United States District Court, D. Oregon

January 25, 2018

TOSHA DAWN HINES, Plaintiff,
v.
NANCY A. BERRYHILL, [1] Acting Commissioner, Social Security Administration, Defendant.

          MERRILL SCHNEIDER Schneider Kerr Law Offices Attorneys for Plaintiff.

          BILLY J. WILLIAMS United States Attorney RENATA GOWIE Assistant United States Attorney MICHAEL W. PILE Acting Regional Chief Counsel SARAH ELIZABETH MOUM Special Assistant United States Attorney Social Security Administration Attorneys for Defendant.

          OPINION AND ORDER

          ANNA J. BROWN, United States Senior District Judge.

         Plaintiff Tosha Dawn Hines seeks judicial review of the final decision of the Commissioner of the Social Security Administration (SSA) in which she denied Plaintiff's application for Supplemental Security Income (SSI) under Title XVI of the Social Security Act. This Court has jurisdiction to review the Commissioner's final decision pursuant to 42 U.S.C. § 405(g).

         For the reasons that follow, the Court AFFIRMS the decision of the Commissioner and DISMISSES this matter.

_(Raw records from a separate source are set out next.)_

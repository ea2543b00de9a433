//! HTTP route handlers

mod hello;

pub use hello::hello;
use std::net::IpAddr;
use std::str::FromStr;

use crate::config::{Configuration, DEFAULT_ALLOWED_IPS};
use crate::HttpIpGatewayService;

const DEFAULT_PORT: u16 = 3000;
const DEFAULT_ADDRESS: &str = "0.0.0.0";

/// Command line arguments and environment variables for configuring the gateway service
#[derive(clap::Parser, Debug)]
pub struct HttpIpGatewayArgs {
    /// The address to bind (e.g., 0.0.0.0).
    #[arg(short, long, env = "HTTP_IP_GW_ADDRESS", default_value = DEFAULT_ADDRESS)]
    pub address: Option<String>,

    /// The port to bind to (e.g., 3000).
    #[arg(short, long, env = "HTTP_IP_GW_PORT", default_value = "3000")]
    pub port: Option<u16>,

    /// Comma separated client IPs and CIDR ranges allowed through the gateway.
    #[arg(long, env = "HTTP_IP_GW_ALLOWED_IPS", default_value = DEFAULT_ALLOWED_IPS)]
    pub allowed_ips: Option<String>,
}

impl HttpIpGatewayArgs {
    /// Build a service from the parsed arguments.
    pub async fn into_service(self) -> anyhow::Result<HttpIpGatewayService> {
        let address =
            IpAddr::from_str(&self.address.unwrap_or_else(|| DEFAULT_ADDRESS.to_string()))?;
        let port = self.port.unwrap_or(DEFAULT_PORT);
        let configuration = Configuration::try_new(
            &self
                .allowed_ips
                .unwrap_or_else(|| DEFAULT_ALLOWED_IPS.to_string()),
        )?;

        Ok(HttpIpGatewayService::new(address, port, configuration).await?)
    }
}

         ADMINISTRATIVE HISTORY

         Plaintiff previously filed for SSI benefits on May 21, 2010, and alleged a disability onset date of October 1, 2009. Tr. 97. Plaintiff's application was denied initially and on reconsideration. Tr. 97. An Administrative Law Judge (ALJ) held a hearing on June 11, 2012. Tr. 59-93. Plaintiff was represented by an attorney at the hearing. On June 26, 2012, the ALJ issued an opinion in which he found Plaintiff was not disabled and, therefore, not entitled to benefits.[2] Tr. 97-106.

         On February 12, 2013, Plaintiff protectively filed another application for SSI benefits in which Plaintiff alleges a disability onset date of September 1, 2009. Tr. 19.[3]Plaintiff's application was denied initially and on reconsideration. An ALJ held a hearing on April 7, 2015. Tr. 19, 37-58. Plaintiff and a vocational expert (VE) testified. Plaintiff was represented by an attorney at the hearing. On July 2, 2015, the ALJ issued an opinion in which he found Plaintiff is not disabled and, therefore, is not entitled to benefits. Tr. 19-31. On August 28, 2015, Plaintiff requested review by the Appeals Council. Tr. 15. On October 27, 2016, the Appeals Council denied Plaintiff's request to review the ALJ's decision, and the ALJ's decision became the final decision of the Commissioner. Tr. 1-4. See Sims v. Apfel, 530 U.S. 103, 106-07 (2000).

         On December 29, 2016, Plaintiff filed a Complaint in this Court seeking review of the Commissioner's October 27, 2016, final decision.

         BACKGROUND

         Plaintiff was born on July 12, 1978. Tr. 30. Plaintiff was thirty-four years old at the time of the hearing. Plaintiff obtained a GED. Tr. 41. The ALJ found Plaintiff did not have any past relevant work experience. Tr. 29.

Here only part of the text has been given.